Aus- & Weiterbildung

Der Markt der darstellenden Künste bietet zahlreiche Möglichkeiten sich im Beruf mit Literatur, Tanz und Spiel auseinanderzusetzen oder „hinter den Kulissen“ im Dienste der Künste zu arbeiten. Neben den Arbeitnehmern der staatlichen Theater und Kulturunterrichtsstätten sind viele Kulturschaffende selbstständig tätig. Um die künstlerische Berufung zum Beruf zu machen, gibt es verschiedenste Studien- und Ausbildungsmöglichkeiten für Darsteller und andere Kulturschaffende.

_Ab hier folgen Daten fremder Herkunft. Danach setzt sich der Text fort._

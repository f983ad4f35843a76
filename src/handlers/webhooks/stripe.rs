use axum::{
    body::Bytes,
    extract::State,
    http::{HeaderMap, StatusCode},
    response::IntoResponse,
};

use crate::db::AppState;
use crate::fulfillment::PaymentOutcome;
use crate::payments::{
    PaymentProvider, StripeCharge, StripeCheckoutSession, StripeClient, StripeWebhookEvent,
};

use super::common::{
    PaymentEvent, PurchaseRef, WebhookEvent, WebhookProvider, WebhookResult, handle_webhook,
};

/// Stripe webhook provider implementation.
pub struct StripeWebhookProvider<'a> {
    client: &'a StripeClient,
}

impl<'a> StripeWebhookProvider<'a> {
    pub fn new(client: &'a StripeClient) -> Self {
        Self { client }
    }
}

impl WebhookProvider for StripeWebhookProvider<'_> {
    fn provider(&self) -> PaymentProvider {
        PaymentProvider::Stripe
    }

    fn verify_signature(&self, headers: &HeaderMap, body: &Bytes) -> Result<bool, WebhookResult> {
        let signature = headers
            .get("stripe-signature")
            .ok_or((StatusCode::BAD_REQUEST, "Missing stripe-signature header"))?
            .to_str()
            .map_err(|e| {
                tracing::debug!("Invalid UTF-8 in Stripe signature header: {}", e);
                (StatusCode::BAD_REQUEST, "Invalid signature header")
            })?;

        self.client
            .verify_webhook_signature(body, signature)
            .map_err(|e| {
                tracing::warn!("Stripe signature header rejected: {}", e);
                (StatusCode::BAD_REQUEST, "Invalid signature header")
            })
    }

    async fn parse_event(&self, body: &Bytes) -> Result<WebhookEvent, WebhookResult> {
        let event: StripeWebhookEvent = serde_json::from_slice(body).map_err(|e| {
            tracing::error!("Failed to parse Stripe webhook: {}", e);
            (StatusCode::BAD_REQUEST, "Invalid JSON")
        })?;

        match event.event_type.as_str() {
            "checkout.session.completed" | "checkout.session.async_payment_succeeded" => {
                parse_session(&event, SessionOutcome::Paid)
            }
            "checkout.session.async_payment_failed" => {
                parse_session(&event, SessionOutcome::Failed("payment_failed"))
            }
            "checkout.session.expired" => parse_session(&event, SessionOutcome::Failed("expired")),
            "charge.refunded" => parse_charge_refunded(&event),
            _ => Ok(WebhookEvent::Ignored),
        }
    }
}

enum SessionOutcome {
    Paid,
    Failed(&'static str),
}

fn parse_session(
    event: &StripeWebhookEvent,
    outcome: SessionOutcome,
) -> Result<WebhookEvent, WebhookResult> {
    let session: StripeCheckoutSession = serde_json::from_value(event.data.object.clone())
        .map_err(|e| {
            tracing::error!("Failed to parse checkout session: {}", e);
            (StatusCode::BAD_REQUEST, "Invalid checkout session")
        })?;

    let outcome = match outcome {
        // "unpaid" means an async method (bank debit, boleto) is still running
        SessionOutcome::Paid if session.payment_status != "paid" => {
            tracing::info!(
                session_id = %session.id,
                payment_status = %session.payment_status,
                "Checkout completed without payment yet"
            );
            return Ok(WebhookEvent::Ignored);
        }
        SessionOutcome::Paid => PaymentOutcome::Succeeded {
            amount_cents: session.amount_total,
            currency: session.currency.clone(),
        },
        SessionOutcome::Failed(reason) => PaymentOutcome::Failed {
            reason: reason.to_string(),
        },
    };

    let mut refs = Vec::new();
    if let Some(id) = session.purchase_id() {
        refs.push(PurchaseRef::PurchaseId(id.to_string()));
    }
    refs.push(PurchaseRef::CheckoutId(session.id.clone()));

    Ok(WebhookEvent::Payment(PaymentEvent {
        event_id: event.id.clone(),
        refs,
        outcome,
        payment_id: session.payment_intent,
        merchant_order_id: None,
    }))
}

fn parse_charge_refunded(event: &StripeWebhookEvent) -> Result<WebhookEvent, WebhookResult> {
    let charge: StripeCharge = serde_json::from_value(event.data.object.clone()).map_err(|e| {
        tracing::error!("Failed to parse charge: {}", e);
        (StatusCode::BAD_REQUEST, "Invalid charge")
    })?;

    // Access is only revoked on a full refund
    if !charge.is_fully_refunded() {
        tracing::info!(
            charge_id = %charge.id,
            amount = charge.amount,
            refunded = charge.amount_refunded,
            "Partial refund ignored"
        );
        return Ok(WebhookEvent::Ignored);
    }

    let mut refs = Vec::new();
    if let Some(id) = &charge.metadata.purchase_id {
        refs.push(PurchaseRef::PurchaseId(id.clone()));
    }
    if let Some(pi) = &charge.payment_intent {
        refs.push(PurchaseRef::PaymentId(pi.clone()));
    }

    Ok(WebhookEvent::Payment(PaymentEvent {
        event_id: event.id.clone(),
        refs,
        outcome: PaymentOutcome::Refunded,
        payment_id: charge.payment_intent,
        merchant_order_id: None,
    }))
}

pub async fn handle_stripe_webhook(
    State(state): State<AppState>,
    headers: HeaderMap,
    body: Bytes,
) -> impl IntoResponse {
    let Some(client) = state.stripe.as_ref() else {
        return (StatusCode::OK, "Stripe not configured");
    };
    handle_webhook(&StripeWebhookProvider::new(client), &state, headers, body).await
}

Kreative Studiengänge der Branche

Zahlreiche Akteure des Marktes für darstellende Künste werden durch gezielte Studiengänge ausgebildet. In ganz Deutschland gibt es Hochschulen, an denen Schauspieler, Tänzer, Regisseure, Kostümbildner und Dramaturgen vor allem praxisnah auf ihre künstlerische Laufbahn vorbereitet werden. Einen Überblick zur künstlerischen Hochschullage des Landes gewährt die Hochschuldatenbank Studis Online. Mit Theaterwissenschaft existiert außerdem ein Fachbereich, der sich wissenschaftlich mit dem Theater im weiteren Sinne beschäftigt und beispielsweise an der Universität Leipzig beforscht werden kann.

Sachsen-Anhalt

Sachsen-Anhalt verfügt mit der Studienmöglichkeit Sprechwissenschaft an der Martin-Luther-Universität Halle-Wittenberg über ein deutschlandweit einzigartiges Bachelor-Master-System, dass die Bereiche sprechsprachliche Kommunikation, Phonetik, Sprechkunst, Rhetorik sowie Stimm- und Sprachheilkunde umfasst. Die Ausbildung bringt unter anderem Sprecherzieher und Schauspieler hervor, die durch die enge Anbindung an die Ausbildungsstadt zum großen Teil die Freie Theaterszene Halles mitgestalten.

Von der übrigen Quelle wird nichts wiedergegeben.